Despite significant advancements in inverted perovskite solar cells, their commercialization remains hindered by low efficiency and stability issues stemming from inadequate crystallization and unfavorable interfacial states. Researchers Huang Shaoming from the Chinese Academy of Sciences, Kang Zhuo from the University of Science and Technology Beijing, and Wu Hualin from Guangdong University of Technology have synthesized a hydrazone-linked covalent organic framework (COF) named 12-SD-COF, featuring long-chain alkyl phosphate branches. This material was integrated into perovskite precursors to achieve synergistic multidimensional regulation of crystallization, defect states, and charge separation.

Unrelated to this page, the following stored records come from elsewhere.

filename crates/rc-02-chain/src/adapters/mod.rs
//! Storage adapters.

pub mod memory;
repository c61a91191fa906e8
//! The wire envelope.
//!
//! One envelope type for everything peers exchange; a message carries a
//! block, a write, or (legitimately) both. Encoded with bincode on the
//! wire by the network adapter.

use rc_01_ssi_state::Write;
use rc_02_chain::Block;
use rc_04_sequencer::Dependencies;
use serde::{Deserialize, Serialize};
use shared_types::BlockId;

#[derive(Clone, Debug, Default, PartialEq, Eq, Serialize, Deserialize)]
pub struct Message {
    pub block: Option<Block>,
    pub write: Option<Write>,
}

impl Message {
    pub fn from_block(block: Block) -> Self {
        Self {
            block: Some(block),
            write: None,
        }
    }

    pub fn from_write(write: Write) -> Self {
        Self {
            block: None,
            write: Some(write),
        }
    }
}

impl Dependencies for Message {
    /// A block waits for its parent; writes and genesis do not wait.
    fn block_dep(&self) -> Option<BlockId> {
        self.block
            .as_ref()
            .map(|block| block.prev)
            .filter(|prev| !prev.is_zero())
    }

    /// A block for round `r` waits until the local clock reaches `r`.
    fn round_dep(&self) -> u64 {
        self.block.as_ref().map_or(0, |block| block.round)
    }
}

#[cfg(test)]
mod tests {
    use super::*;

    #[test]
    fn test_write_has_no_deps() {
        let msg = Message::from_write(Write::default());
        assert_eq!(msg.block_dep(), None);
        assert_eq!(msg.round_dep(), 0);
    }

    #[test]
    fn test_block_waits_on_prev_and_round() {
        let block = Block {
            round: 3,
            prev: BlockId::from_hash([1u8; 32], 2),
            ..Block::default()
        };
        let msg = Message::from_block(block.clone());
        assert_eq!(msg.block_dep(), Some(block.prev));
        assert_eq!(msg.round_dep(), 3);
    }

    #[test]
    fn test_zero_prev_has_no_block_dep() {
        let block = Block {
            round: 1,
            ..Block::default()
        };
        assert_eq!(Message::from_block(block).block_dep(), None);
    }
}
use crate::domain::message::Message;
use crate::errors::EngineError;
use async_trait::async_trait;

/// Best-effort gossip to every peer.
///
/// `recv` returns messages from peers in arrival order and `None` once
/// the endpoint is closed and drained. `send` fans a message out to all
/// peers; delivery is not guaranteed and duplicates are expected, the
/// layers above tolerate both.
#[async_trait]
pub trait Broadcast: Send + Sync + 'static {
    async fn recv(&self) -> Option<Message>;
    async fn send(&self, msg: Message) -> Result<(), EngineError>;
    /// Stop receiving; buffered messages remain readable until drained.
    async fn close(&self);
}
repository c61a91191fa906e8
//! # Out-of-Order Sequencer
//!
//! Messages from the network can reference blocks or rounds the local
//! node has not seen yet. The sequencer defers such messages until their
//! dependencies resolve, then releases them to the inner handler in
//! insertion order.
//!
//! A message has up to two dependencies: a block id (a block's `prev`)
//! and a round number (the round it votes in). Writes have neither and
//! pass straight through.

pub mod buffer;

pub use buffer::{Dependencies, Sequencer, SequencerHandler};
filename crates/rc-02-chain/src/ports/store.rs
//! The storage contract the chain runs against.
//!
//! The backend owns durability and transactional commit semantics. A
//! transactional backend may fail any operation with
//! [`ChainError::AppendConflict`] when an optimistic transaction loses a
//! race; the engine retries the whole append a bounded number of times.
//! The in-memory adapter never conflicts.

use crate::domain::block::Block;
use crate::domain::stakes::Stakes;
use crate::errors::ChainError;
use shared_types::BlockId;

/// ACID key-value storage for blocks and their stake tallies.
pub trait ChainStore: Send + Sync {
    /// Read a block and its tally. `BlockNotExist` if absent.
    fn read(&self, id: &BlockId) -> Result<(Block, Stakes), ChainError>;

    /// Persist a block and its tally.
    fn write(&self, block: &Block, stakes: &Stakes) -> Result<(), ChainError>;

    /// Replace the tally of a stored block. `BlockNotExist` if absent.
    fn write_stakes(&self, id: &BlockId, stakes: &Stakes) -> Result<(), ChainError>;

    /// Whether a block with this id is stored.
    fn contains(&self, id: &BlockId) -> Result<bool, ChainError>;

    /// The current tip id. `TipNotExist` before genesis is pinned.
    fn read_tip(&self) -> Result<BlockId, ChainError>;

    /// Replace the tip id.
    fn write_tip(&self, id: &BlockId) -> Result<(), ChainError>;

    /// Ids of every stored block in `round`, in id order.
    fn round_ids(&self, round: u64) -> Result<Vec<BlockId>, ChainError>;
}
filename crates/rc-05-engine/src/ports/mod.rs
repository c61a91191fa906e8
pub mod broadcast;
pub mod clock;
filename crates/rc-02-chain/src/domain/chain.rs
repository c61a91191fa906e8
//! The chain: append pipeline, minting, and ancestry walks.
//!
//! Blocks are stored in a map keyed by content-hash id and never hold
//! pointers to each other; ancestry is traversed by repeated lookup,
//! which keeps ownership acyclic and makes persistent backing trivial.
//!
//! The index structures (fork-choice weights, per-round voter sets, the
//! finalised-state cache) sit behind a single reader-writer lock. Append
//! takes the write lock for its whole critical section; reads during
//! minting and views take the read lock.

use crate::domain::block::Block;
use crate::domain::fork_choice::{ForkChoice, RankEntry};
use crate::domain::keys::{read_stake, read_token_pk, total_stake};
use crate::domain::stakes::Stakes;
use crate::errors::ChainError;
use crate::ports::store::ChainStore;
use parking_lot::RwLock;
use rc_01_ssi_state::{State, Write, WriteId};
use shared_types::{BlockId, Pk, Stake};
use std::collections::{HashMap, HashSet};
use std::sync::Arc;
use tracing::{debug, info};

/// Result of a successful append.
#[derive(Debug, Clone, Default, PartialEq, Eq)]
pub struct AppendOutcome {
    /// Id of the appended block.
    pub id: BlockId,
    /// Blocks that crossed the majority threshold during this append,
    /// oldest first.
    pub newly_finalized: Vec<BlockId>,
    /// Ids of the writes carried by the newly finalised blocks; the
    /// engine evicts these from the mempool.
    pub finalized_writes: Vec<WriteId>,
}

struct Index {
    fork: ForkChoice,
    /// Identities that already minted, per round.
    voted: HashMap<u64, HashSet<Pk>>,
    /// Most recent majority-finalised block.
    finalized_id: BlockId,
    /// State at `finalized_id`; reconstruction replays only the
    /// unfinalised tail on top of a clone of this.
    finalized_state: State,
}

/// Persistent store of blocks plus the longest-chain and finality index.
pub struct Chain {
    store: Arc<dyn ChainStore>,
    genesis_id: BlockId,
    index: RwLock<Index>,
}

impl Chain {
    /// Create a chain over `store`, pinning `genesis`.
    ///
    /// Genesis is the protocol constant every node agrees on out of
    /// band: round 0, no signature, no ticket. It is finalised by
    /// definition and its writes (initial stake deposits and token-pk
    /// commitments) seed the finalised-state cache.
    pub fn new(
        store: Arc<dyn ChainStore>,
        genesis: Block,
        weight_points: u64,
    ) -> Result<Self, ChainError> {
        let genesis_id = genesis.id();
        let genesis_state = State::reconstruct([genesis.writes.as_slice()])
            .map_err(ChainError::StateReconstruction)?;

        if !store.contains(&genesis_id)? {
            let stakes = Stakes {
                sum: total_stake(&genesis_state),
                finalized: true,
                ..Stakes::default()
            };
            store.write(&genesis, &stakes)?;
            store.write_tip(&genesis_id)?;
            info!("[rc-02] pinned genesis {genesis_id}");
        }

        let mut fork = ForkChoice::new(weight_points);
        fork.insert(
            0,
            RankEntry {
                token: genesis.token.clone(),
                id: genesis_id,
                prev: BlockId::ZERO,
            },
        );

        Ok(Self {
            store,
            genesis_id,
            index: RwLock::new(Index {
                fork,
                voted: HashMap::new(),
                finalized_id: genesis_id,
                finalized_state: genesis_state,
            }),
        })
    }

    /// The pinned genesis id.
    pub fn genesis_id(&self) -> BlockId {
        self.genesis_id
    }

    /// The block id with the maximum cumulative weight.
    pub fn tip(&self) -> Result<BlockId, ChainError> {
        self.index.read().fork.tip().ok_or(ChainError::TipNotExist)
    }

    /// The most recent majority-finalised block id.
    pub fn finalized_id(&self) -> BlockId {
        self.index.read().finalized_id
    }

    /// Read a block and its tally from the store.
    pub fn read(&self, id: &BlockId) -> Result<(Block, Stakes), ChainError> {
        self.store.read(id)
    }

    /// Iterate from `id` back to genesis, yielding each block and its
    /// tally. The closure's error aborts the walk and propagates.
    pub fn walk(
        &self,
        id: BlockId,
        mut f: impl FnMut(&BlockId, &Block, &Stakes) -> Result<(), ChainError>,
    ) -> Result<(), ChainError> {
        let mut current = id;
        loop {
            let (block, stakes) = self.store.read(&current)?;
            f(&current, &block, &stakes)?;
            if block.is_genesis() {
                return Ok(());
            }
            current = block.prev;
        }
    }

    /// Reconstruct the replicated state as of `at` (inclusive).
    ///
    /// Clones the finalised-state cache and replays the unfinalised tail
    /// between the cached block and `at`, so the cost is linear in the
    /// unfinalised suffix rather than the whole chain.
    pub fn state_at(&self, at: BlockId) -> Result<State, ChainError> {
        let (finalized_id, base) = {
            let index = self.index.read();
            (index.finalized_id, index.finalized_state.clone())
        };
        self.replay_onto(base, finalized_id, at)
    }

    /// Apply the writes of every block after `base_id` up to `at` onto
    /// `base`. `base_id` must be an ancestor of `at` (or `at` itself).
    fn replay_onto(
        &self,
        mut base: State,
        base_id: BlockId,
        at: BlockId,
    ) -> Result<State, ChainError> {
        let mut tail: Vec<Block> = Vec::new();
        let mut current = at;
        while current != base_id {
            let (block, _) = self.store.read(&current)?;
            let is_genesis = block.is_genesis();
            let prev = block.prev;
            tail.push(block);
            if is_genesis {
                // walked past the cached block without meeting it: `at`
                // is not a descendant of `base_id`
                return Err(ChainError::FinalizedPrevNotInChain(base_id));
            }
            current = prev;
        }
        for block in tail.iter().rev() {
            for write in &block.writes {
                base.apply(write).map_err(ChainError::StateReconstruction)?;
            }
        }
        Ok(base)
    }

    /// Append a block. Atomic: all index updates happen in one critical
    /// section, and concurrent readers observe either the old or the new
    /// tip, never an intermediate.
    pub fn append(&self, block: &Block) -> Result<AppendOutcome, ChainError> {
        let mut index = self.index.write();

        // 1. signature
        if !block.verify_signature() {
            return Err(ChainError::InvalidSignature);
        }
        // 2. round 0 is reserved
        if block.round == 0 {
            return Err(ChainError::ZeroRound);
        }
        // 3. duplicates
        let id = block.id();
        if self.store.contains(&id)? {
            return Err(ChainError::BlockExist(id));
        }

        // 4. walk the prev chain: prev must exist, finalized_prev must be
        // on the ancestor path, and the path must contain the locally
        // established finalised block — an ancestry that skips it would
        // contradict finality.
        let (prev_block, _) = self.store.read(&block.prev)?;
        let mut path = Vec::new(); // prev .. genesis, newest first
        self.walk(block.prev, |walk_id, walk_block, _| {
            path.push((*walk_id, walk_block.prev));
            Ok(())
        })?;
        if !path.iter().any(|(walk_id, _)| *walk_id == block.finalized_prev) {
            return Err(ChainError::FinalizedPrevNotInChain(block.finalized_prev));
        }
        if !path.iter().any(|(walk_id, _)| *walk_id == index.finalized_id) {
            return Err(ChainError::FinalizedPrevNotInChain(index.finalized_id));
        }

        // 5. reconstruct state at prev
        let mut state = self.replay_onto(
            index.finalized_state.clone(),
            index.finalized_id,
            block.prev,
        )?;

        // 6. proposer stake and ticket
        let stake = read_stake(&state, &block.pk);
        let token_pk = read_token_pk(&state, &block.pk).ok_or(ChainError::NoTokenPk)?;
        if !block.verify_token(&token_pk) {
            return Err(ChainError::InvalidToken);
        }

        // 7. validate the block's writes against the state at prev; the
        // throwaway state doubles as the dry run, first failure wins
        for write in &block.writes {
            state.apply(write).map_err(ChainError::ApplyConflict)?;
        }

        // 8. strict progression from prev
        if block.timestamp <= prev_block.timestamp {
            return Err(ChainError::StaleTimestamp {
                prev: prev_block.timestamp,
                got: block.timestamp,
            });
        }
        if block.round <= prev_block.round {
            return Err(ChainError::RoundNotAfterPrev {
                prev: prev_block.round,
                got: block.round,
            });
        }
        // one block per identity per round
        if index
            .voted
            .get(&block.round)
            .is_some_and(|set| set.contains(&block.pk))
        {
            return Err(ChainError::VoterAlreadyVoted(block.round));
        }

        // 9. persist the block with an empty tally
        self.store.write(block, &Stakes::new(total_stake(&state)))?;
        index.voted.entry(block.round).or_default().insert(block.pk);

        // 10. re-rank the round and refresh the tip
        index.fork.insert(
            block.round,
            RankEntry {
                token: block.token.clone(),
                id,
                prev: block.prev,
            },
        );
        if let Some(tip) = index.fork.tip() {
            self.store.write_tip(&tip)?;
        }

        // 11. flow the proposer's stake to every unfinalised ancestor
        let newly_finalized = self.distribute_stake(&mut index, block.prev, block.pk, stake)?;
        let mut finalized_writes = Vec::new();
        for fin_id in &newly_finalized {
            let (fin_block, _) = self.store.read(fin_id)?;
            for write in &fin_block.writes {
                finalized_writes.push(write.id());
                index
                    .finalized_state
                    .apply(write)
                    .map_err(ChainError::StateReconstruction)?;
            }
            index.finalized_id = *fin_id;
        }

        debug!(
            "[rc-02] appended {id} (weight {:?}, {} finalized)",
            index.fork.weight(&id),
            newly_finalized.len()
        );

        Ok(AppendOutcome {
            id,
            newly_finalized,
            finalized_writes,
        })
    }

    /// Walk back from `from` adding `stake` to each unfinalised
    /// ancestor's tally, marking majorities final. Stops at the first
    /// already-finalised block, so the cost is linear in the unfinalised
    /// suffix. Returns newly finalised ids, oldest first.
    fn distribute_stake(
        &self,
        index: &mut Index,
        from: BlockId,
        pk: Pk,
        stake: Stake,
    ) -> Result<Vec<BlockId>, ChainError> {
        let mut newly_finalized = Vec::new();
        let mut current = from;
        while current != index.finalized_id {
            let (block, mut stakes) = self.store.read(&current)?;
            if stakes.finalized {
                break;
            }
            stakes.vote(pk, stake);
            if stakes.majority() {
                stakes.finalized = true;
                newly_finalized.push(current);
                info!(
                    "[rc-02] finalized {current} at {:.2}",
                    stakes.finalization()
                );
            }
            self.store.write_stakes(&current, &stakes)?;
            if block.is_genesis() {
                break;
            }
            current = block.prev;
        }
        newly_finalized.reverse();
        Ok(newly_finalized)
    }

    /// Mint a block for `round` at proposer time `timestamp`.
    ///
    /// Reads the current tip and the proposer's stake from reconstructed
    /// state; a proposer without stake does not mint. `picker` selects
    /// the writes to include given the state at the tip.
    pub fn mint(
        &self,
        identity: &shared_crypto::Identity,
        round: u64,
        timestamp: u64,
        picker: impl FnOnce(&State) -> Vec<Write>,
    ) -> Result<Option<Block>, ChainError> {
        let tip = self.tip()?;
        let state = self.state_at(tip)?;

        let stake = read_stake(&state, &identity.pk());
        if stake < 1 {
            return Ok(None);
        }

        // most recent majority-finalised ancestor of the tip
        let mut finalized_prev = self.genesis_id;
        self.walk(tip, |walk_id, _, stakes| {
            if stakes.finalized && finalized_prev == self.genesis_id {
                finalized_prev = *walk_id;
            }
            Ok(())
        })?;

        let writes = picker(&state);
        let mut block = Block {
            round,
            timestamp,
            prev: tip,
            finalized_prev,
            writes,
            ..Block::default()
        };
        block.sign(identity);
        Ok(Some(block))
    }
}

The study highlights the following key findings:
Researchers discovered that 12-SD-COF, characterized by periodic pores, large planar structures, and abundant binding groups, extrudes from the precursor solution to deposit at buried interfaces, surfaces, and grain boundaries. This process facilitates oriented crystallization while eliminating perovskite defects, resulting in high-quality crystals that suppress nonradiative recombination. Simultaneously, the optimized energy level alignment from p-type doping and the induced intramolecular electric field synergistically enhance interfacial charge separation, culminating in a power conversion efficiency (PCE) of 26.21%.
Furthermore, the obtained unencapsulated devices demonstrated excellent stability, retaining over 92% of their initial PCE after aging under continuous heating stress at 85°C for 800 hours, exposure to 50±3% relative humidity for 1000 hours, and continuous 1-sun illumination for 1200 hours.